Materials and Methods

Animals

All studies were approved by the North Carolina State University Institutional Animal Care and Use Committee. A total of 48 Large White × Landrace barrows, obtained from a commercial swine farm in North Carolina, were used in this study. Piglets selected for this study were genotyped at 1 week of age to confirm genetic susceptibility to F18 E coli based on the restriction fragment length polymorphism test described by Frydendahl et al.[16]Susceptible piglets were randomly assigned to 1 of 3 experimental groups based on the age at which they were weaned from the sow. The weaning age groups in this study included: 1) 16 d weaning age, 2) 18 d weaning age, and 3) 20 d weaning age. Each group contained n = 16 piglets. The weaning age groups were based on our previous studies demonstrated that early weaning (<20 days of age) resulting in long-lasting disturbances in intestinal barrier function, secretory activity, and immune cell activation compared with late weaned pigs (≥20 days of age) [11]. To reduce the potential confounding effects of parity and maternal immunity in this study, all piglets were obtained from the same farrowing group and piglets were selected such that sow parity was equally distributed among weaning age groups. All piglets were weaned from the sow, ear tagged, and transported to a North Carolina State University swine research facility for experimental studies. Weaned pigs were housed individually in climate controlled rooms. Pigs were offered ad libitum access to water and standard nursery diet that met or exceeded NRC recommendations (Swine NRC, 1998).

Enterotoxigenic E. coli Challenge Experiments

Separate rooms were used to house control (non-infected) and infected pigs for the duration of the study. Pigs were challenged when they reached 26 days of age to ensure that all pigs were expressing F18 E coli receptor protein in the intestine[17]. Pigs received a direct oral challenge of 2×10∧9 CFU comprised of two strains of F18 ETEC as previously described [18].

Our rationale for studying F18 ETEC in this model is because of (1) our previous experience with this infection model[18] and (2) F18 ETEC induces comparable clinical disease, via common pathophysiologic mechanisms, in both animals and humans.

Clinical Assessment

All pigs were weighed prior to E. coli.
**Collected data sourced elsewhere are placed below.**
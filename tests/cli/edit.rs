use anyhow::Result;

use crate::CliTest;

fn project() -> Result<CliTest> {
    CliTest::flutter_project(&[
        (
            "en",
            r#"{
  "@@locale": "en",
  "title": "Demo",
  "@title": {
    "description": "App title"
  }
}"#,
        ),
        ("de", r#"{ "@@locale": "de", "title": "Demo" }"#),
    ])
}

#[test]
fn test_set_adds_translation() -> Result<()> {
    let test = project()?;

    let run = test.run(&["set", "greet", "de", "Hallo"])?;
    assert_eq!(run.code, Some(0), "stderr: {}", run.stderr);
    assert_eq!(run.stdout, "✓ Added 'greet' in de\n");

    let de = test.read_arb("de")?;
    assert!(de.starts_with("{\n  \"@@locale\": \"de\""));
    assert!(de.contains("  \"greet\": \"Hallo\""));
    assert!(!de.ends_with('\n'));

    Ok(())
}

#[test]
fn test_set_updates_and_keeps_metadata() -> Result<()> {
    let test = project()?;

    let run = test.run(&["set", "title", "en", "Demo App"])?;
    assert_eq!(run.stdout, "✓ Updated 'title' in en\n");

    let en = test.read_arb("en")?;
    assert!(en.contains("\"title\": \"Demo App\""));
    assert!(en.contains("\"description\": \"App title\""));

    Ok(())
}

#[test]
fn test_set_with_description() -> Result<()> {
    let test = project()?;

    test.run(&["set", "greet", "en", "Hi", "--description", "Greeting"])?;
    let en = test.read_arb("en")?;
    assert!(en.contains("\"@greet\": {\n    \"description\": \"Greeting\"\n  }"), "en: {}", en);

    Ok(())
}

#[test]
fn test_set_rejects_invalid_key() -> Result<()> {
    let test = project()?;

    let run = test.run(&["set", "1st", "en", "First"])?;
    assert_eq!(run.code, Some(2));
    assert!(run.stderr.contains("Error: Invalid key name '1st'"));
    assert!(!test.read_arb("en")?.contains("First"));

    Ok(())
}

#[test]
fn test_set_unknown_locale() -> Result<()> {
    let test = project()?;

    let run = test.run(&["set", "greet", "fr", "Bonjour"])?;
    assert_eq!(run.code, Some(2));
    assert!(run.stderr.contains("fr"), "stderr: {}", run.stderr);

    Ok(())
}

#[test]
fn test_delete_from_every_locale() -> Result<()> {
    let test = project()?;

    let run = test.run(&["delete", "title"])?;
    assert_eq!(run.code, Some(0));
    assert_eq!(run.stdout, "✓ Deleted 'title' from de, en\n");
    assert!(!test.read_arb("de")?.contains("title"));
    assert!(!test.read_arb("en")?.contains("title"));

    Ok(())
}

#[test]
fn test_delete_single_locale() -> Result<()> {
    let test = project()?;

    let run = test.run(&["delete", "title", "--locale", "de"])?;
    assert_eq!(run.stdout, "✓ Deleted 'title' from de\n");
    assert!(!test.read_arb("de")?.contains("title"));
    assert!(test.read_arb("en")?.contains("\"title\""));

    Ok(())
}

#[test]
fn test_delete_unknown_key() -> Result<()> {
    let test = project()?;

    let run = test.run(&["delete", "nope"])?;
    assert_eq!(run.code, Some(2));
    assert!(run.stderr.contains("Key 'nope' not found"));

    Ok(())
}

#[test]
fn test_duplicate_copies_metadata() -> Result<()> {
    let test = project()?;

    let run = test.run(&["duplicate", "title", "heading"])?;
    assert_eq!(run.code, Some(0), "stderr: {}", run.stderr);
    assert_eq!(run.stdout, "✓ Duplicated 'title' as 'heading' in de, en\n");

    let en = test.read_arb("en")?;
    assert!(en.contains("\"heading\": \"Demo\""));
    assert!(en.contains("\"@heading\""));
    assert!(test.read_arb("de")?.contains("\"heading\": \"Demo\""));

    Ok(())
}

#[test]
fn test_duplicate_refuses_existing_target() -> Result<()> {
    let test = project()?;
    test.run(&["set", "heading", "en", "Heading"])?;

    let run = test.run(&["duplicate", "title", "heading"])?;
    assert_eq!(run.code, Some(2));
    assert!(run.stderr.contains("Key 'heading' already exists"));
    assert!(test.read_arb("en")?.contains("\"heading\": \"Heading\""));

    Ok(())
}

#[test]
fn test_sort_orders_entries() -> Result<()> {
    let test = CliTest::flutter_project(&[(
        "en",
        r#"{ "@@locale": "en", "zebra": "Z", "apple": "A", "mango": "M" }"#,
    )])?;

    let run = test.run(&["sort"])?;
    assert_eq!(run.code, Some(0), "stderr: {}", run.stderr);
    assert_eq!(run.stdout, "✓ Sorted en\n");

    let en = test.read_arb("en")?;
    let apple = en.find("\"apple\"").unwrap();
    let mango = en.find("\"mango\"").unwrap();
    let zebra = en.find("\"zebra\"").unwrap();
    assert!(en.find("\"@@locale\"").unwrap() < apple);
    assert!(apple < mango && mango < zebra);

    Ok(())
}
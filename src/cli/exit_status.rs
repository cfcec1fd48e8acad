use std::process::ExitCode;

use super::commands::CommandResult;

/// Exit status for CLI commands, following common conventions for linter tools.
///
/// - `Success` (0): Command completed successfully, no errors found
/// - `Failure` (1): Command completed but found errors
/// - `Error` (2): Command failed to run (config error, no catalogs, write error, etc.)
#[derive(Copy, Clone, Debug, PartialEq, Eq)]
pub enum ExitStatus {
    /// Command completed successfully, no errors found.
    Success,
    /// Command completed but found errors.
    Failure,
    /// Command failed to run.
    Error,
}

impl From<&CommandResult> for ExitStatus {
    fn from(result: &CommandResult) -> Self {
        if result.exit_on_errors && result.error_count > 0 {
            ExitStatus::Failure
        } else {
            ExitStatus::Success
        }
    }
}

impl From<ExitStatus> for ExitCode {
    fn from(status: ExitStatus) -> Self {
        match status {
            ExitStatus::Success => ExitCode::from(0),
            ExitStatus::Failure => ExitCode::from(1),
            ExitStatus::Error => ExitCode::from(2),
        }
    }
}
Challenge (Day 0) and at the end of the study (Day 4 post-challenge). Fecal scores were recorded daily throughout the experiment and were conducted by trained personnel that were blinded to experimental groups. Fecal scores were based on a standard scoring system (0, dry, hard, well-formed feces; 1, soft but formed feces; 2, pasty feces green or brown in color; 3, viscous feces in light color, episodic; 4, fluid feces in light color; 5, watery feces, continuous). Fecal scoring began on the day of arrival (Day -5 pre challenge) and continued for the duration of the study (Day 4). Body weights were recorded on Day 0 and Day 4 of the experiment to calculate the % body weight change over the 4 day experimental period.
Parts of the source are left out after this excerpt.